How does grassland degradation affect soil enzyme activity and microbial nutrient limitation in saline‐alkaline meadow?

Abstract Soil enzyme activity and its stoichiometry are excellent representatives of soil microorganisms' response to changing conditions, and act as a good indicator of microbial energy and nutrient demands. However, how soil enzyme activity and microbial nutrient limitation will be modified by grassland degradation is not well understood, especially in the saline‐alkaline meadow. Here, we presented how soil enzyme activity and microbial nutrient limitation shifted along a well‐characterized gradient of salinized degraded grasslands (non‐degraded, moderately degraded, and severely degraded).

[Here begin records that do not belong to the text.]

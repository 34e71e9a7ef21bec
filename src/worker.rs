//! The mix worker and snoop worker event loops (spec §4.4).
//!
//! A single OS thread per coordinator, parked in `mio::Poll::poll`
//! (the multiplexer) and otherwise strictly non-blocking, per spec §5.

use std::sync::atomic::Ordering;
use std::sync::Arc;

use mio::Events;

use crate::client::{EventKind, Role, Transition};
use crate::coordinator::{Coordinator, CoordinatorState, CLIENT_BASE, TOKEN_WAKE};
use crate::transport::Transport;
use crate::wake::WakeEvent;

/// A multiplexer token decodes to either the coordinator's own
/// wake-event or a `(slot, kind)` pair for a client fd.
enum Decoded {
    Wake,
    Client(usize, EventKind),
}

fn decode_token(token: usize) -> Decoded {
    if token == TOKEN_WAKE {
        return Decoded::Wake;
    }
    let rel = token - CLIENT_BASE;
    let slot = rel / 3;
    let kind = match rel % 3 {
        0 => EventKind::Data,
        1 => EventKind::Control,
        _ => EventKind::Drain,
    };
    Decoded::Client(slot, kind)
}

/// **Mix worker** (playback): drains ready client pipes into the
/// ring-mix buffer and signals the transport thread on every batch.
pub fn run_mix_worker<T: Transport + Send + Sync + 'static>(coord: Arc<Coordinator<T>>) {
    let mut events = Events::with_capacity(64);
    loop {
        if coord.poll().poll(&mut events, None).is_err() {
            coord.set_coordinator_state(CoordinatorState::Finished);
            coord.transport().stop_if_no_clients();
            return;
        }

        let mut stop = false;
        for event in events.iter() {
            match decode_token(event.token().0) {
                Decoded::Wake => {
                    if let Ok(value) = coord.wake().drain() {
                        if WakeEvent::is_stop(value) {
                            stop = true;
                            break;
                        }
                        deliver_all(&coord);
                        coord.mark_ready_and_signal();
                    }
                }
                Decoded::Client(slot, kind) => {
                    if event.readiness().is_error() || event.readiness().is_hup() {
                        handle_close(&coord, slot);
                        continue;
                    }
                    handle_client_event(&coord, slot, kind);
                }
            }
        }

        if stop {
            return;
        }

        post_batch_playback(&coord);
    }
}

/// Delivers every playback client's staged bytes into the mix. Locks
/// `buffer_mutex` once for the whole batch, then `client_mutex` inside
/// it, matching spec §5's lock order.
fn deliver_all<T: Transport + Send + Sync + 'static>(coord: &Arc<Coordinator<T>>) {
    let mix_threshold = coord.mix_threshold_periods();
    let drain_timeout = coord.drain_timeout();
    let active = coord.active_count_atomic();
    let mut armed = Vec::new();
    coord.with_mix(|mix| {
        let mut clients = coord.clients_mutex().lock().expect("client_mutex poisoned");
        for (slot, entry) in clients.iter_mut().enumerate() {
            if let Some(client) = entry {
                if client.role() != Role::Playback {
                    continue;
                }
                let transition = client.deliver(mix, mix_threshold, drain_timeout);
                apply_active_delta(active, transition);
                if let Some(fd) = client.take_pending_drain_fd() {
                    armed.push((slot, fd));
                }
            }
        }
    });
    for (slot, fd) in armed {
        coord.register_drain_fd(slot, fd);
    }
}

fn apply_active_delta(active: &std::sync::atomic::AtomicUsize, transition: Transition) {
    match transition {
        Transition::BecameActive => {
            active.fetch_add(1, Ordering::AcqRel);
        }
        Transition::BecameInactive => {
            active.fetch_sub(1, Ordering::AcqRel);
        }
        Transition::Finished(true) => {
            active.fetch_sub(1, Ordering::AcqRel);
        }
        _ => {}
    }
}

/// Dispatches one client event. Lock order follows spec §5:
/// `buffer_mutex` (via [`Coordinator::with_mix`]) is acquired before
/// `client_mutex`, never the reverse -- a `Control` event's `Pause`
/// handler needs a read-only borrow of the mix to compute its phase
/// delay, everything else ignores the closure's `mix` argument.
fn handle_client_event<T: Transport + Send + Sync + 'static>(
    coord: &Arc<Coordinator<T>>,
    slot: usize,
    kind: EventKind,
) {
    let run = |mix: Option<&crate::mixbuffer::RingMixBuffer>| {
        let mut clients = coord.clients_mutex().lock().expect("client_mutex poisoned");
        match clients.get_mut(slot) {
            Some(Some(client)) => Some(client.handle_event(kind, mix)),
            _ => None,
        }
    };

    let transition = match coord.with_mix(|mix| run(Some(&*mix))) {
        Some(t) => t,
        None => run(None),
    };

    if let Some(transition) = transition {
        apply_active_delta(coord.active_count_atomic(), transition);
        if matches!(transition, Transition::Finished(_)) {
            coord.reap_slot(slot);
        }
    }
}

fn handle_close<T: Transport + Send + Sync + 'static>(coord: &Arc<Coordinator<T>>, slot: usize) {
    let mut clients = coord.clients_mutex().lock().expect("client_mutex poisoned");
    if let Some(Some(client)) = clients.get_mut(slot) {
        let transition = client.handle_close_event();
        apply_active_delta(coord.active_count_atomic(), transition);
    }
    drop(clients);
    coord.reap_slot(slot);
}

fn post_batch_playback<T: Transport + Send + Sync + 'static>(coord: &Arc<Coordinator<T>>) {
    let client_count = coord.client_count();
    if client_count == 0 {
        coord.set_coordinator_state(CoordinatorState::Finished);
        coord.clear_buffer();
        coord.transport().stop_if_no_clients();
        return;
    }

    if client_count == 1 {
        let mut clients = coord.clients_mutex().lock().expect("client_mutex poisoned");
        let lone_drop = clients
            .iter_mut()
            .flatten()
            .next()
            .map(|c| c.drop_requested())
            .unwrap_or(false);
        drop(clients);
        if lone_drop {
            coord.clear_buffer();
            coord.transport().pcm_drop();
        }
    }

    match coord.state() {
        CoordinatorState::Init => {
            if coord.active_count() > 0 {
                deliver_all(coord);
                if coord.mix_at_threshold() {
                    coord.set_coordinator_state(CoordinatorState::Running);
                    let _ = coord.wake().notify();
                }
            }
        }
        CoordinatorState::Running => {
            if coord.mix_empty() {
                coord.set_coordinator_state(CoordinatorState::Init);
            } else {
                let _ = coord.wake().notify();
            }
        }
        _ => {}
    }
}

/// **Snoop worker** (capture): watches for client hang-up directly and
/// resumes the transport once a paused stream gains an active client.
pub fn run_snoop_worker<T: Transport + Send + Sync + 'static>(coord: Arc<Coordinator<T>>) {
    let mut events = Events::with_capacity(64);
    loop {
        if coord.poll().poll(&mut events, None).is_err() {
            coord.set_coordinator_state(CoordinatorState::Finished);
            coord.transport().stop_if_no_clients();
            return;
        }

        let mut stop = false;
        for event in events.iter() {
            match decode_token(event.token().0) {
                Decoded::Wake => {
                    if let Ok(value) = coord.wake().drain() {
                        if WakeEvent::is_stop(value) {
                            stop = true;
                            break;
                        }
                    }
                }
                Decoded::Client(slot, kind) => {
                    if event.readiness().is_error() || event.readiness().is_hup() {
                        handle_close(&coord, slot);
                        if coord.client_count() == 0 {
                            coord.set_coordinator_state(CoordinatorState::Finished);
                            coord.transport().stop_if_no_clients();
                        }
                        continue;
                    }
                    handle_client_event(&coord, slot, kind);
                }
            }
        }

        if stop {
            return;
        }

        if coord.state() == CoordinatorState::Paused && coord.active_count() > 0 {
            coord.set_coordinator_state(CoordinatorState::Running);
            coord.transport().pcm_resume();
        }
    }
}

Our results showed soil enzyme activity was the highest in moderately degraded grasslands, which was mainly regulated by soil bacterial diversity. Soil microbial community metabolism in alkali‐saline meadow grasslands was limited by both carbon and phosphorus. Microbial carbon limitation showed a hump‐shaped pattern along the grassland degradation gradient, while microbial phosphorus limitation showed a gradually decreasing trend. Soil bacterial diversity is a key regulator of soil microbial carbon limitation, but the structure of the soil bacterial and plant community determines microbial phosphorus limitation. Taken together, our findings, taken together, provide evidence that soil bacteria are direct drivers of soil enzyme activity and microbial nutrient limitation along a grassland degradation gradient with salinization and suggest that these changes are regulated by soil salinity.